__Collection entries__.
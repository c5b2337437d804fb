//! Example: Generate a geodesic planet
//!
//! Demonstrates the basic usage of the generation pipeline. Set
//! `RUST_LOG=debug` to see per-stage timings.

use geodesic_planet::*;
use tracing_subscriber::EnvFilter;

fn main() {
    tracing_subscriber::fmt()
        .with_env_filter(EnvFilter::try_from_default_env().unwrap_or_else(|_| EnvFilter::new("info")))
        .init();

    println!("Geodesic Planet Generation Example");
    println!("==================================\n");

    let seed = std::env::args().nth(1).unwrap_or_else(|| "abc".to_string());

    let config = PlanetConfigBuilder::new()
        .seed(seed)
        .degree(12)
        .unwrap()
        .elevation(0.5)
        .unwrap()
        .terrain(TerrainConfig::default().with_size(256, 256))
        .build()
        .unwrap();

    println!("Configuration:");
    println!("  Seed: {}", config.seed);
    println!("  Degree: {}", config.degree);
    println!("  Tile Count: {}", config.tile_count());
    println!("  Sphere Radius: {}", config.scale);
    println!();

    println!("Generating planet...");
    let terrain = Terrain::new(&config.seed, &config.terrain).expect("Failed to generate terrain");
    let planet = Planet::generate_with_sampler(config, &terrain).expect("Failed to generate planet");
    println!("Generated {} tiles\n", planet.tile_count());

    let mesh = planet.mesh();
    let land = (0..planet.tile_count())
        .filter_map(|id| planet.surface(id).ok())
        .filter(|s| s.height >= terrain.config().thresholds.sea_level)
        .count();

    println!("Statistics:");
    println!("  Vertices: {}", mesh.vertex_count());
    println!("  Triangles: {}", mesh.triangle_count());
    println!(
        "  Land tiles: {} ({:.1}%)",
        land,
        100.0 * land as f64 / planet.tile_count() as f64
    );
    println!();

    println!("Sample tiles:");
    for tile in planet.tiles().iter().take(5) {
        let surface = planet.surface(tile.id).expect("tile exists");
        println!(
            "  Tile {}: corners={}, uv=({:.3}, {:.3}), height={:.3}, color={:?}",
            tile.id,
            tile.corner_count(),
            tile.uv.x,
            tile.uv.y,
            surface.height,
            surface.color.to_u8()
        );
    }

    #[cfg(feature = "debug-image")]
    {
        geodesic_planet::export::save_terrain_png(&terrain, 512, 256, "terrain.png")
            .expect("Failed to write terrain.png");
        geodesic_planet::export::save_field_png(terrain.heightmap().field(), "heightmap.png")
            .expect("Failed to write heightmap.png");
        println!("\nWrote terrain.png and heightmap.png");
    }

    println!("\nGeneration complete!");
}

__Task to carry out__. Your reply is to repeat, unchanged, the lines above running from the one with "tracing_subscriber::fmt()" up to and including the one with "let config = PlanetConfigBuilder::new()".

__Solution below__.
    tracing_subscriber::fmt()
        .with_env_filter(EnvFilter::try_from_default_env().unwrap_or_else(|_| EnvFilter::new("info")))
        .init();

    println!("Geodesic Planet Generation Example");
    println!("==================================\n");

    let seed = std::env::args().nth(1).unwrap_or_else(|| "abc".to_string());

    let config = PlanetConfigBuilder::new()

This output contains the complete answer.